Anonymous Erik's gramma said...

I've learned a lot about myself and my attiudes since that March day that changed my universe. And I've learned a lot about my daughter. I don't always like what I learn about other people, away from our family, but I appreciate us and our philosophy more than ever. I've thought more about family philosophy during this year, and I'm happy with the conclusions I've made, though I don't understand life and humanity in general any better, that's for sure. Seems like in my old age something should get clearer. Maybe facing the fact that things will never be clear is a step?
Love, Mom

9:38 AM  
Blogger ~Deb said...

People are so afraid of the unknown. And yes – we still do live in the ‘dark ages’, because people are so closed-minded about the fact that there are people out there with differences… Lack of understanding, lack of educating and the lack of relating has us at odds in every way. It’s sad, because we’re all in this together whether we know it or not. Whether it be a disability, race, religion, orientation, whatever – it still remains that we’re almost exactly how we used to be…without admitting to it sometimes.

12:23 PM  
Blogger Leesa said...

In the next twenty years, I predict that we will see things (in science) in a whole new light.

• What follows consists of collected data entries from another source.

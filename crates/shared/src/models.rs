use chrono::{DateTime, Utc};
use serde::{Deserialize, Serialize};
use uuid::Uuid;

#[derive(Debug, Serialize, Deserialize)]
pub struct OkResponse {
    pub ok: bool,
}

#[derive(Debug, Serialize, Deserialize)]
pub struct ErrorBody {
    pub code: String,
    pub message: String,
}

#[derive(Debug, Serialize, Deserialize)]
pub struct ErrorResponse {
    pub error: ErrorBody,
}

#[derive(Debug, Serialize, Deserialize)]
pub struct HealthResponse {
    pub status: String,
    pub providers_enabled: usize,
    pub active_runs: usize,
}

/// Final accounting for one scheduler-initiated run.
#[derive(Debug, Clone, Serialize, Deserialize)]
pub struct RunSummary {
    pub run_id: Uuid,
    pub tier: String,
    pub outcome: String,
    pub started_at: DateTime<Utc>,
    pub finished_at: Option<DateTime<Utc>>,
    pub domains_claimed: u64,
    pub domains_completed: u64,
    pub domains_partial: u64,
    pub domains_returned: u64,
    pub domains_parked: u64,
    pub domains_released: u64,
    pub calls_succeeded: u64,
    pub calls_failed: u64,
    pub calls_skipped_open: u64,
    pub total_cost_usd: f64,
    #[serde(default, skip_serializing_if = "Vec::is_empty")]
    pub block_reasons: Vec<String>,
}

#[derive(Debug, Serialize, Deserialize)]
pub struct TierStatus {
    pub tier: String,
    pub next_run_at: Option<DateTime<Utc>>,
    pub active_run_id: Option<Uuid>,
    pub last_run: Option<RunSummary>,
}

#[derive(Debug, Serialize, Deserialize)]
pub struct ProviderHealth {
    pub provider: String,
    pub tier: String,
    pub circuit_state: String,
    pub health_score: i32,
    pub keys: usize,
}

#[derive(Debug, Serialize, Deserialize)]
pub struct ThroughputSummary {
    pub responses_24h: i64,
    pub cost_24h_usd: f64,
}

#[derive(Debug, Serialize, Deserialize)]
pub struct StatusResponse {
    pub tiers: Vec<TierStatus>,
    pub throughput: ThroughputSummary,
    pub providers: Vec<ProviderHealth>,
}

#[derive(Debug, Serialize, Deserialize)]
pub struct TriggerRequest {
    pub tier: String,
    #[serde(default)]
    pub limit: Option<i64>,
    #[serde(default)]
    pub force: bool,
}

#[derive(Debug, Serialize, Deserialize)]
pub struct TriggerResponse {
    pub run_id: Uuid,
    pub tier: String,
}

I have known physicians who are methodical and not at all compassionate, but sometimes their expertise is exactly what you need. It saddens me to know that some intellegent people do not consider those with ANY syndrome as not being part of the human race.

5:31 AM  
Blogger Aspen said...

I will never forget when a doctor was talking to us about Daven. Long before our diagnosis she said that Daven was "something" she had never seen before. "I guarantee when you go to the doctor tomorrow, you will have 5 or 6 doctors in there looking at him. Because you've got an interesting case here." She called my son a "case" and "something!" I was mortified and left the room bawling!

Sometimes, they just don't understand what they are saying.

3:05 PM  
Blogger Rosemarie said...

Receiving care from the medical field is so much more than textbook knowledge.

Be encouraged to seek out those you connect with most.

"Compassion is the basis of all morality."
Arthur Schopenhauer (1788 - 1860)

5:59 PM  
Blogger Rosemarie said...

Erik's Gramma -

May the courage of your family change lives and attitudes.